Deze agendering heeft plaatsgevonden voor de vergadering van 13 oktober 2014. Ten behoeve waarvan een groot aantal stukken is toegestuurd. Deze stukken gaan uitgebreid in op de inhoud en de (vooral operationele) planning van de waterkeringszorg, maar zeggen weinig over de organisatie en de verantwoordelijkheden en over de kwaliteitsborging. Afgesproken is daarom dat dit onderwerp apart zal worden geagendeerd voor een volgende commissievergadering en dat in de tussentijd aanvullende vragen kunnen worden gesteld.

De Zeeuwse Statenfractie van de Partij van de Arbeid heeft met betrekking tot dit onderwerp de volgende vragen:

– Hoe is het operationeel, tactisch en strategisch beheer ten behoeve van de waterkeringszorg in Zeeland georganiseerd en wie heeft daarbij welke verantwoordelijkheden? Hoe moet de toezichthoudende rol van de provincie in deze worden gezien? In het verleden was –in ieder geval bij het waterbeheer- sprake van een rolverdeling waarbij het waterschap ging over het operationele beheer en planning en de provincie over de tactische en strategische aspecten. Is dit na alle fusies en reorganisaties nog steeds zo, of heeft er inmiddels een verschuiving van rollen en verantwoordelijkheden plaatsgehad?

– Hoe is de kwaliteitsborging op de verschillende niveaus geregeld? Wordt daarbij gebruik gemaakt van interne of externe audits en met welke frequentie vinden die plaats?

– Hoe is de verdeling van verantwoordelijkheden tussen het ambtelijke en bestuurlijke niveau? Strekken eventuele audits zich ook uit over het bestuurlijke traject? Hoe vindt terugkoppeling plaats van kwaliteitsaudits naar de verschillende bestuurlijke niveaus (dus ook naar de algemene vergadering van het waterschap en naar Provinciale Staten)?
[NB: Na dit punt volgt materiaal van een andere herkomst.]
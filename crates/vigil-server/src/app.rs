use crate::state::AppState;
use crate::{api, logging};
use axum::middleware;
use axum::Router;
use tower_http::cors::{Any, CorsLayer};

pub fn build_http_app(state: AppState) -> Router {
    let cors = CorsLayer::new()
        .allow_origin(Any)
        .allow_methods(Any)
        .allow_headers(Any);

    api::routes()
        .with_state(state)
        .layer(middleware::from_fn(logging::request_logging))
        .layer(cors)
}
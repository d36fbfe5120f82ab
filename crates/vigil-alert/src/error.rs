/// Errors surfaced by the alerting engine's administrative operations.
///
/// Evaluation failures never reach callers of the admin surface; the
/// scheduler logs and counts them. They use [`AlertError::Evaluation`] only
/// when a rule is dry-run through [`crate::engine::AlertEngine::test_rule`].
///
/// # Examples
///
/// ```rust
/// use vigil_alert::error::AlertError;
///
/// let err = AlertError::RuleNotFound("cpu-high".to_string());
/// assert!(err.to_string().contains("cpu-high"));
/// ```
#[derive(Debug, thiserror::Error)]
pub enum AlertError {
    /// The rule definition is malformed and was not registered.
    #[error("Alert: invalid rule: {0}")]
    InvalidRule(String),

    /// The rule references an escalation policy that is not configured.
    #[error("Alert: unknown escalation policy '{0}'")]
    UnknownEscalationPolicy(String),

    /// A rule with the same ID is already registered.
    #[error("Alert: rule '{0}' already exists")]
    DuplicateRule(String),

    #[error("Alert: rule '{0}' not found")]
    RuleNotFound(String),

    /// No alert with the given fingerprint is held in the registry.
    #[error("Alert: alert '{0}' not found")]
    AlertNotFound(String),

    /// The metric evaluator failed for a dry-run evaluation.
    #[error("Alert: evaluation failed: {0}")]
    Evaluation(String),
}

impl AlertError {
    /// Not-found errors map to 404 at the HTTP layer, the rest to 400.
    pub fn is_not_found(&self) -> bool {
        matches!(self, Self::RuleNotFound(_) | Self::AlertNotFound(_))
    }
}

/// Convenience `Result` alias for engine operations.
pub type Result<T> = std::result::Result<T, AlertError>;
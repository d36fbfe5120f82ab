//! Helpers shared by the channel implementations.

use serde_json::Value;

/// Upper bound for response bodies quoted in errors and logs.
pub const MAX_BODY_LENGTH: usize = 2000;

/// Setting names whose values are credentials. Slack-style incoming webhook
/// URLs embed their secret, so `webhook_url` is included.
const SENSITIVE_KEYS: &[&str] = &[
    "password",
    "token",
    "secret",
    "api_key",
    "apikey",
    "routing_key",
    "webhook_url",
    "authorization",
];

/// Truncates `s` to at most `max_len` bytes without splitting a character.
pub fn truncate_string(s: &str, max_len: usize) -> String {
    if s.len() <= max_len {
        return s.to_string();
    }
    let mut end = max_len;
    while !s.is_char_boundary(end) {
        end -= 1;
    }
    format!("{}... [truncated]", &s[..end])
}

fn is_sensitive(key: &str) -> bool {
    let key = key.to_lowercase();
    SENSITIVE_KEYS.iter().any(|k| key.contains(k))
}

/// Returns a copy of channel settings with credential values replaced by
/// `"***"`, recursing into nested objects and arrays.
pub fn redact_settings(value: &Value) -> Value {
    match value {
        Value::Object(map) => Value::Object(
            map.iter()
                .map(|(key, val)| {
                    let val = if is_sensitive(key) {
                        Value::String("***".to_string())
                    } else {
                        redact_settings(val)
                    };
                    (key.clone(), val)
                })
                .collect(),
        ),
        Value::Array(items) => Value::Array(items.iter().map(redact_settings).collect()),
        _ => value.clone(),
    }
}

#[cfg(test)]
mod tests {
    use super::*;

    #[test]
    fn truncate_respects_char_boundaries() {
        assert_eq!(truncate_string("hello", 10), "hello");
        assert_eq!(truncate_string("hello world", 5), "hello... [truncated]");
        assert_eq!(truncate_string("héllo", 2), "h... [truncated]");
    }

    #[test]
    fn redacts_nested_credentials() {
        let settings = serde_json::json!({
            "url": "https://hooks.example.com/alert",
            "routing_key": "R0UT1NG",
            "headers": { "Authorization": "Bearer abc", "X-Team": "ops" },
            "targets": [{ "api_key": "k" }]
        });
        let redacted = redact_settings(&settings);
        assert_eq!(redacted["url"], "https://hooks.example.com/alert");
        assert_eq!(redacted["routing_key"], "***");
        assert_eq!(redacted["headers"]["Authorization"], "***");
        assert_eq!(redacted["headers"]["X-Team"], "ops");
        assert_eq!(redacted["targets"][0]["api_key"], "***");
    }
}
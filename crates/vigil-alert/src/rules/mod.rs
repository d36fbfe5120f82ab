pub mod threshold;

pub use threshold::{MetricSource, ThresholdEvaluator};
use crate::api::{alert_error_response, success_empty_response, success_response};
use crate::config::RuleRequest;
use crate::logging::TraceId;
use crate::state::AppState;
use axum::extract::{Extension, Path, State};
use axum::http::StatusCode;
use axum::response::IntoResponse;
use axum::routing::{get, post, put};
use axum::{Json, Router};
use serde::{Deserialize, Serialize};

#[derive(Deserialize)]
struct EnableRequest {
    enabled: bool,
}

#[derive(Serialize)]
struct TestRuleResponse {
    rule_id: String,
    should_fire: bool,
    value: f64,
}

async fn list_rules(
    Extension(trace_id): Extension<TraceId>,
    State(state): State<AppState>,
) -> impl IntoResponse {
    success_response(StatusCode::OK, &trace_id, state.engine.list_rules())
}

async fn create_rule(
    Extension(trace_id): Extension<TraceId>,
    State(state): State<AppState>,
    Json(req): Json<RuleRequest>,
) -> impl IntoResponse {
    let rule = req.into_rule(state.config.alerting.default_severity);
    match state.engine.add_rule(rule) {
        Ok(id) => match state.engine.get_rule(&id) {
            Some(rule) => success_response(StatusCode::CREATED, &trace_id, rule),
            // Removed concurrently between add and read back.
            None => success_empty_response(StatusCode::CREATED, &trace_id, "created"),
        },
        Err(e) => alert_error_response(&trace_id, &e),
    }
}

async fn get_rule(
    Extension(trace_id): Extension<TraceId>,
    State(state): State<AppState>,
    Path(id): Path<String>,
) -> impl IntoResponse {
    match state.engine.get_rule(&id) {
        Some(rule) => success_response(StatusCode::OK, &trace_id, rule),
        None => alert_error_response(
            &trace_id,
            &vigil_alert::error::AlertError::RuleNotFound(id),
        ),
    }
}

async fn update_rule(
    Extension(trace_id): Extension<TraceId>,
    State(state): State<AppState>,
    Path(id): Path<String>,
    Json(req): Json<RuleRequest>,
) -> impl IntoResponse {
    let rule = req.into_rule(state.config.alerting.default_severity);
    match state.engine.update_rule(&id, rule) {
        Ok(rule) => success_response(StatusCode::OK, &trace_id, rule),
        Err(e) => alert_error_response(&trace_id, &e),
    }
}

async fn delete_rule(
    Extension(trace_id): Extension<TraceId>,
    State(state): State<AppState>,
    Path(id): Path<String>,
) -> impl IntoResponse {
    match state.engine.remove_rule(&id) {
        Ok(_) => success_empty_response(StatusCode::OK, &trace_id, "deleted"),
        Err(e) => alert_error_response(&trace_id, &e),
    }
}

async fn set_rule_enabled(
    Extension(trace_id): Extension<TraceId>,
    State(state): State<AppState>,
    Path(id): Path<String>,
    Json(req): Json<EnableRequest>,
) -> impl IntoResponse {
    match state.engine.set_rule_enabled(&id, req.enabled) {
        Ok(()) => match state.engine.get_rule(&id) {
            Some(rule) => success_response(StatusCode::OK, &trace_id, rule),
            None => success_empty_response(StatusCode::OK, &trace_id, "updated"),
        },
        Err(e) => alert_error_response(&trace_id, &e),
    }
}

/// Dry run: evaluates the rule once without changing any alert.
async fn test_rule(
    Extension(trace_id): Extension<TraceId>,
    State(state): State<AppState>,
    Path(id): Path<String>,
) -> impl IntoResponse {
    match state.engine.test_rule(&id).await {
        Ok(eval) => success_response(
            StatusCode::OK,
            &trace_id,
            TestRuleResponse {
                rule_id: id,
                should_fire: eval.should_fire,
                value: eval.value,
            },
        ),
        Err(e) => alert_error_response(&trace_id, &e),
    }
}

pub fn routes() -> Router<AppState> {
    Router::new()
        .route("/v1/rules", get(list_rules).post(create_rule))
        .route(
            "/v1/rules/{id}",
            get(get_rule).put(update_rule).delete(delete_rule),
        )
        .route("/v1/rules/{id}/enable", put(set_rule_enabled))
        .route("/v1/rules/{id}/test", post(test_rule))
}
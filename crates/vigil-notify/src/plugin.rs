use crate::error::{NotifyError, Result};
use crate::NotificationChannel;
use serde_json::Value;
use std::collections::HashMap;

/// Factory for creating [`NotificationChannel`] instances from JSON
/// settings.
///
/// Each plugin is registered in the [`ChannelRegistry`] under its `name()`,
/// which is the `channel_type` used in configuration.
pub trait ChannelPlugin: Send + Sync {
    fn name(&self) -> &str;

    /// Checks `settings` against this plugin's expected shape.
    fn validate_config(&self, settings: &Value) -> anyhow::Result<()>;

    /// Creates a channel from validated settings.
    fn create_channel(
        &self,
        instance_id: &str,
        settings: &Value,
    ) -> anyhow::Result<Box<dyn NotificationChannel>>;

    /// Returns `settings` with secrets masked, for logs and API responses.
    fn redact_config(&self, settings: &Value) -> Value {
        crate::utils::redact_settings(settings)
    }
}

/// Registry of available [`ChannelPlugin`]s.
///
/// # Examples
///
/// ```
/// use vigil_notify::plugin::ChannelRegistry;
///
/// let registry = ChannelRegistry::default();
/// assert!(registry.has_plugin("webhook"));
/// assert!(registry.has_plugin("slack"));
/// assert!(registry.has_plugin("pagerduty"));
/// assert!(!registry.has_plugin("carrier-pigeon"));
/// ```
pub struct ChannelRegistry {
    plugins: HashMap<String, Box<dyn ChannelPlugin>>,
}

impl ChannelRegistry {
    pub fn new() -> Self {
        Self {
            plugins: HashMap::new(),
        }
    }

    pub fn register(&mut self, plugin: Box<dyn ChannelPlugin>) {
        let name = plugin.name().to_string();
        self.plugins.insert(name, plugin);
    }

    pub fn create_channel(
        &self,
        type_name: &str,
        instance_id: &str,
        settings: &Value,
    ) -> Result<Box<dyn NotificationChannel>> {
        let plugin = self
            .plugins
            .get(type_name)
            .ok_or_else(|| NotifyError::UnknownChannelType(type_name.to_string()))?;
        plugin
            .validate_config(settings)
            .and_then(|_| plugin.create_channel(instance_id, settings))
            .map_err(|e| NotifyError::InvalidConfig(format!("channel '{instance_id}': {e}")))
    }

    pub fn get_plugin(&self, type_name: &str) -> Option<&dyn ChannelPlugin> {
        self.plugins.get(type_name).map(|p| p.as_ref())
    }

    pub fn has_plugin(&self, type_name: &str) -> bool {
        self.plugins.contains_key(type_name)
    }

    pub fn plugin_names(&self) -> Vec<&str> {
        let mut names: Vec<&str> = self.plugins.keys().map(|s| s.as_str()).collect();
        names.sort_unstable();
        names
    }
}

impl Default for ChannelRegistry {
    fn default() -> Self {
        let mut registry = Self::new();
        registry.register(Box::new(crate::channels::webhook::WebhookPlugin));
        registry.register(Box::new(crate::channels::slack::SlackPlugin));
        registry.register(Box::new(crate::channels::pagerduty::PagerDutyPlugin));
        registry
    }
}
use crate::channels::check_response;
use crate::plugin::ChannelPlugin;
use crate::{alert_payload, NotificationChannel, NotificationKind};
use anyhow::Result;
use async_trait::async_trait;
use serde::Deserialize;
use serde_json::Value;
use std::collections::HashMap;
use vigil_common::types::{format_labels, ActiveAlert};

/// Posts the alert to an arbitrary HTTP endpoint, either as the standard
/// JSON payload or rendered through a `{{placeholder}}` body template.
pub struct WebhookChannel {
    instance_id: String,
    client: reqwest::Client,
    url: String,
    headers: HashMap<String, String>,
    body_template: Option<String>,
}

impl WebhookChannel {
    pub fn new(instance_id: &str, config: WebhookConfig) -> Self {
        Self {
            instance_id: instance_id.to_string(),
            client: reqwest::Client::new(),
            url: config.url,
            headers: config.headers,
            body_template: config.body_template,
        }
    }

    pub(crate) fn render_body(&self, alert: &ActiveAlert, kind: NotificationKind) -> String {
        match &self.body_template {
            Some(template) => template
                .replace("{{kind}}", &kind.to_string())
                .replace("{{fingerprint}}", &alert.fingerprint)
                .replace("{{rule_id}}", &alert.rule_id)
                .replace("{{rule_name}}", &alert.rule_name)
                .replace("{{severity}}", &alert.severity.to_string())
                .replace("{{state}}", &alert.state.to_string())
                .replace("{{value}}", &format!("{:.2}", alert.value))
                .replace("{{labels}}", &format_labels(&alert.labels))
                .replace("{{starts_at}}", &alert.starts_at.to_rfc3339()),
            None => alert_payload(alert, kind).to_string(),
        }
    }
}

#[async_trait]
impl NotificationChannel for WebhookChannel {
    async fn send(&self, alert: &ActiveAlert, kind: NotificationKind) -> Result<()> {
        let mut request = self
            .client
            .post(&self.url)
            .header("Content-Type", "application/json")
            .body(self.render_body(alert, kind));
        for (name, value) in &self.headers {
            request = request.header(name.as_str(), value.as_str());
        }

        let resp = request.send().await?;
        check_response("webhook", resp).await?;
        tracing::debug!(
            channel = %self.instance_id,
            fingerprint = %alert.fingerprint,
            %kind,
            "Webhook delivered"
        );
        Ok(())
    }

    fn channel_type(&self) -> &str {
        "webhook"
    }

    fn instance_id(&self) -> &str {
        &self.instance_id
    }
}

// Plugin

#[derive(Debug, Clone, Deserialize)]
pub struct WebhookConfig {
    pub url: String,
    #[serde(default)]
    pub headers: HashMap<String, String>,
    #[serde(default)]
    pub body_template: Option<String>,
}

pub struct WebhookPlugin;

impl WebhookPlugin {
    fn parse(settings: &Value) -> Result<WebhookConfig> {
        let cfg: WebhookConfig = serde_json::from_value(settings.clone())
            .map_err(|e| anyhow::anyhow!("Invalid webhook config: {e}"))?;
        if !(cfg.url.starts_with("http://") || cfg.url.starts_with("https://")) {
            anyhow::bail!("Invalid webhook config: url must be http(s), got '{}'", cfg.url);
        }
        Ok(cfg)
    }
}

impl ChannelPlugin for WebhookPlugin {
    fn name(&self) -> &str {
        "webhook"
    }

    fn validate_config(&self, settings: &Value) -> Result<()> {
        Self::parse(settings).map(|_| ())
    }

    fn create_channel(
        &self,
        instance_id: &str,
        settings: &Value,
    ) -> Result<Box<dyn NotificationChannel>> {
        Ok(Box::new(WebhookChannel::new(
            instance_id,
            Self::parse(settings)?,
        )))
    }
}
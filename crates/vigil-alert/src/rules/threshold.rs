use crate::{Evaluation, MetricEvaluator};
use anyhow::{anyhow, Result};
use async_trait::async_trait;
use chrono::{DateTime, Duration, Utc};
use std::sync::Arc;
use vigil_common::types::{self, format_labels, Aggregation, AlertCondition, AlertRule, Labels};

/// Backend answering aggregated queries over a time window.
#[async_trait]
pub trait MetricSource: Send + Sync {
    /// `Ok(None)` means the window holds no samples.
    async fn query(
        &self,
        metric: &str,
        labels: &Labels,
        window: Duration,
        aggregation: Aggregation,
        now: DateTime<Utc>,
    ) -> Result<Option<f64>>;
}

/// Evaluates a rule's threshold conditions against a [`MetricSource`].
///
/// All conditions must hold for the rule to fire. The reported value is the
/// first condition's aggregated value, or `0.0` when it had no data. A
/// condition whose window is empty never holds.
pub struct ThresholdEvaluator {
    source: Arc<dyn MetricSource>,
}

impl ThresholdEvaluator {
    pub fn new(source: Arc<dyn MetricSource>) -> Self {
        Self { source }
    }

    async fn check(&self, condition: &AlertCondition, now: DateTime<Utc>) -> Result<(bool, Option<f64>)> {
        let threshold = condition
            .threshold
            .ok_or_else(|| anyhow!("condition on '{}' has no threshold", condition.metric))?;
        let window = types::seconds(condition.window_secs).ok_or_else(|| {
            anyhow!(
                "condition on '{}' has an out-of-range window of {}s",
                condition.metric,
                condition.window_secs
            )
        })?;
        let observed = self
            .source
            .query(&condition.metric, &condition.labels, window, condition.aggregation, now)
            .await?;

        let holds = observed.is_some_and(|v| condition.operator.check(v, threshold));
        if observed.is_none() {
            tracing::debug!(
                metric = %condition.metric,
                labels = %format_labels(&condition.labels),
                "No samples in condition window"
            );
        }
        Ok((holds, observed))
    }
}

#[async_trait]
impl MetricEvaluator for ThresholdEvaluator {
    async fn evaluate(&self, rule: &AlertRule) -> Result<Evaluation> {
        if rule.conditions.is_empty() {
            return Err(anyhow!(
                "rule '{}' has no threshold conditions to evaluate",
                rule.name
            ));
        }

        let now = Utc::now();
        let mut should_fire = true;
        let mut value = None;
        for (i, condition) in rule.conditions.iter().enumerate() {
            let (holds, observed) = self.check(condition, now).await?;
            if i == 0 {
                value = observed;
            }
            should_fire &= holds;
        }

        Ok(Evaluation {
            should_fire,
            value: value.unwrap_or(0.0),
        })
    }
}
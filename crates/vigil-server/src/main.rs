use anyhow::Result;
use chrono::Utc;
use std::net::SocketAddr;
use tokio::signal;
use tokio::time::{interval, MissedTickBehavior};
use tracing_subscriber::EnvFilter;

use vigil_alert::engine::AlertEngine;
use vigil_alert::rules::ThresholdEvaluator;
use vigil_alert::window::MetricStore;
use vigil_server::app;
use vigil_server::config::{RulesSeedFile, ServerConfig};
use vigil_server::state::AppState;

#[allow(clippy::print_stderr)]
fn print_usage() {
    eprintln!("Usage:");
    eprintln!("  vigil-server [config.toml]                          Start the server");
    eprintln!("  vigil-server check-rules <config.toml> <rules.json> Validate a rules file and exit");
}

#[tokio::main]
async fn main() -> Result<()> {
    vigil_common::id::init(1, 1);

    tracing_subscriber::fmt()
        .with_env_filter(EnvFilter::from_default_env().add_directive("vigil=info".parse()?))
        .init();

    let args: Vec<String> = std::env::args().collect();

    match args.get(1).map(|s| s.as_str()) {
        Some("check-rules") => {
            let config_path = args.get(2).ok_or_else(|| {
                print_usage();
                anyhow::anyhow!("check-rules requires <config.toml> and <rules.json> arguments")
            })?;
            let rules_path = args.get(3).ok_or_else(|| {
                print_usage();
                anyhow::anyhow!("check-rules requires <rules.json> argument")
            })?;
            run_check_rules(config_path, rules_path)
        }
        Some("--help" | "-h") => {
            print_usage();
            Ok(())
        }
        _ => {
            let config_path = args
                .get(1)
                .map(|s| s.as_str())
                .unwrap_or("config/server.toml");
            run_server(config_path).await
        }
    }
}

/// Registers every rule of the file against a throwaway engine built from
/// the config, so thresholds and escalation policy references are checked
/// exactly as at startup.
fn run_check_rules(config_path: &str, rules_path: &str) -> Result<()> {
    let config = ServerConfig::load(config_path)?;
    let seed = RulesSeedFile::load(rules_path)?;

    let evaluator = std::sync::Arc::new(ThresholdEvaluator::new(std::sync::Arc::new(
        MetricStore::new(config.metric_retention_secs),
    )));
    let engine = AlertEngine::builder(config.alerting.clone(), evaluator)
        .escalation_policies(config.escalation_policies.iter().map(|p| p.id.clone()))
        .build();

    let total = seed.rules.len();
    let mut failed = 0usize;
    for req in seed.rules {
        let name = req.name.clone();
        if let Err(e) = engine.add_rule(req.into_rule(config.alerting.default_severity)) {
            failed += 1;
            tracing::error!(rule = %name, error = %e, "Invalid rule");
        }
    }

    if failed > 0 {
        anyhow::bail!("{failed} of {total} rule(s) in '{rules_path}' are invalid");
    }
    tracing::info!(total, "All rules valid");
    Ok(())
}

fn load_rules(state: &AppState, path: &str) -> Result<()> {
    let seed = RulesSeedFile::load(path)?;
    let default_severity = state.config.alerting.default_severity;
    let mut loaded = 0u32;
    let mut skipped = 0u32;

    for req in seed.rules {
        let name = req.name.clone();
        match state.engine.add_rule(req.into_rule(default_severity)) {
            Ok(_) => loaded += 1,
            Err(e) => {
                skipped += 1;
                tracing::warn!(rule = %name, error = %e, "Skipping invalid rule from seed");
            }
        }
    }
    tracing::info!(path = %path, loaded, skipped, "Rules loaded");
    Ok(())
}

async fn run_server(config_path: &str) -> Result<()> {
    let config = ServerConfig::load(config_path)?;

    tracing::info!(
        http_port = config.http_port,
        alerting_enabled = config.alerting.enabled,
        evaluation_interval_secs = config.alerting.evaluation_interval_secs,
        "Starting vigil-server"
    );

    let rules_file = config.rules_file.clone();
    let state = AppState::build(config)?;
    if let Some(path) = rules_file.as_deref() {
        load_rules(&state, path)?;
    }

    state.engine.start();

    // Housekeeping for the in-memory stores the engine does not own.
    let housekeeping_state = state.clone();
    let housekeeping_handle = tokio::spawn(async move {
        let mut tick = interval(housekeeping_state.engine.config().sweep_interval());
        tick.set_missed_tick_behavior(MissedTickBehavior::Skip);
        loop {
            tick.tick().await;
            let now = Utc::now();
            housekeeping_state.metrics.compact(now);
            let purged = housekeeping_state.silences.purge_expired(now);
            if purged > 0 {
                tracing::info!(purged, "Purged expired silences");
            }
        }
    });

    let http_addr: SocketAddr = format!("0.0.0.0:{}", state.config.http_port).parse()?;
    let app = app::build_http_app(state.clone());
    let http_listener = tokio::net::TcpListener::bind(http_addr).await?;
    tracing::info!(addr = %http_addr, "HTTP server listening");

    if let Err(e) = axum::serve(http_listener, app)
        .with_graceful_shutdown(async {
            signal::ctrl_c().await.ok();
            tracing::info!("Shutting down gracefully");
        })
        .await
    {
        tracing::error!(error = %e, "HTTP server error");
    }

    housekeeping_handle.abort();
    state.engine.stop().await;
    state.escalation.shutdown();

    tracing::info!("vigil-server stopped");
    Ok(())
}
/// Lifecycle state of an [`ActiveAlert`].
#[derive(Debug, Clone, Copy, PartialEq, Eq, Hash, Serialize, Deserialize)]
#[serde(rename_all = "lowercase")]
pub enum AlertState {
    /// Condition observed true, not yet sustained for the rule's `for` duration.
    Pending,
    /// Condition sustained; notified and escalated.
    Firing,
    /// A suppression rule matches; state is tracked but nothing is dispatched.
    Suppressed,
    /// Condition cleared or resolved by an operator. Eligible for retention sweep.
    Resolved,
}

impl AlertState {
    /// Everything except `Resolved` counts as live.
    pub fn is_live(self) -> bool {
        !matches!(self, AlertState::Resolved)
    }
}

impl std::fmt::Display for AlertState {
    fn fmt(&self, f: &mut std::fmt::Formatter<'_>) -> std::fmt::Result {
        match self {
            AlertState::Pending => write!(f, "pending"),
            AlertState::Firing => write!(f, "firing"),
            AlertState::Suppressed => write!(f, "suppressed"),
            AlertState::Resolved => write!(f, "resolved"),
        }
    }
}

impl std::str::FromStr for AlertState {
    type Err = String;

    fn from_str(s: &str) -> Result<Self, Self::Err> {
        match s.to_lowercase().as_str() {
            "pending" => Ok(AlertState::Pending),
            "firing" => Ok(AlertState::Firing),
            "suppressed" => Ok(AlertState::Suppressed),
            "resolved" => Ok(AlertState::Resolved),
            _ => Err(format!("unknown alert state: {s}")),
        }
    }
}

#[derive(Debug, Clone, Copy, PartialEq, Eq, Serialize, Deserialize)]
#[serde(rename_all = "lowercase")]
pub enum EventType {
    Firing,
    Resolved,
    Suppressed,
    Acknowledged,
    Escalated,
}

/// One entry of an alert's append-only history.
#[derive(Debug, Clone, PartialEq, Serialize, Deserialize)]
pub struct AlertEvent {
    pub timestamp: DateTime<Utc>,
    #[serde(rename = "type")]
    pub event_type: EventType,
    pub description: String,
    #[serde(default, skip_serializing_if = "Option::is_none")]
    pub value: Option<f64>,
    #[serde(default, skip_serializing_if = "Option::is_none")]
    pub user: Option<String>,
}

/// Comparison applied between an aggregated metric value and a threshold.
#[derive(Debug, Clone, Copy, PartialEq, Eq, Serialize, Deserialize)]
pub enum CompareOp {
    #[serde(rename = "gt", alias = "greater_than")]
    GreaterThan,
    #[serde(rename = "lt", alias = "less_than")]
    LessThan,
    #[serde(rename = "gte", alias = "greater_equal")]
    GreaterEqual,
    #[serde(rename = "lte", alias = "less_equal")]
    LessEqual,
    #[serde(rename = "eq", alias = "equal")]
    Equal,
    #[serde(rename = "neq", alias = "not_equal")]
    NotEqual,
}

impl std::str::FromStr for CompareOp {
    type Err = String;

    fn from_str(s: &str) -> Result<Self, Self::Err> {
        match s {
            "greater_than" | "gt" => Ok(Self::GreaterThan),
            "less_than" | "lt" => Ok(Self::LessThan),
            "greater_equal" | "gte" => Ok(Self::GreaterEqual),
            "less_equal" | "lte" => Ok(Self::LessEqual),
            "equal" | "eq" => Ok(Self::Equal),
            "not_equal" | "neq" => Ok(Self::NotEqual),
            _ => Err(format!("unknown compare operator: {s}")),
        }
    }
}

impl std::fmt::Display for CompareOp {
    fn fmt(&self, f: &mut std::fmt::Formatter<'_>) -> std::fmt::Result {
        match self {
            Self::GreaterThan => write!(f, "gt"),
            Self::LessThan => write!(f, "lt"),
            Self::GreaterEqual => write!(f, "gte"),
            Self::LessEqual => write!(f, "lte"),
            Self::Equal => write!(f, "eq"),
            Self::NotEqual => write!(f, "neq"),
        }
    }
}

impl CompareOp {
    /// Equality uses an absolute epsilon of `1e-9`.
    pub fn check(&self, value: f64, threshold: f64) -> bool {
        match self {
            Self::GreaterThan => value > threshold,
            Self::LessThan => value < threshold,
            Self::GreaterEqual => value >= threshold,
            Self::LessEqual => value <= threshold,
            Self::Equal => (value - threshold).abs() < 1e-9,
            Self::NotEqual => (value - threshold).abs() >= 1e-9,
        }
    }
}

/// How samples inside a condition's window collapse into one value.
#[derive(Debug, Clone, Copy, Default, PartialEq, Eq, Serialize, Deserialize)]
#[serde(rename_all = "lowercase")]
pub enum Aggregation {
    Avg,
    Min,
    Max,
    Sum,
    #[default]
    Last,
    Count,
}
pub mod pagerduty;
pub mod slack;
pub mod webhook;

use crate::error::NotifyError;
use crate::utils::{truncate_string, MAX_BODY_LENGTH};

/// Turns a non-success HTTP response into an [`NotifyError::ApiError`].
pub(crate) async fn check_response(service: &str, resp: reqwest::Response) -> anyhow::Result<()> {
    let status = resp.status();
    if status.is_success() {
        return Ok(());
    }
    let body = match resp.text().await {
        Ok(text) => truncate_string(&text, MAX_BODY_LENGTH),
        Err(e) => format!("[failed to read response body: {e}]"),
    };
    Err(NotifyError::ApiError {
        service: service.to_string(),
        status: status.as_u16(),
        body,
    }
    .into())
}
Krijgt de provincie als toezichthouder ook de auditresultaten van het waterschap?

– Is er aanleiding om ook bij de regionale waterkeringszorg (meer) externe expertise in te schakelen bij de kwaliteitsborging, vergelijkbaar met de inschakeling van externe adviseurs bij het strategisch beheer van de Oosterscheldekering door het Rijk?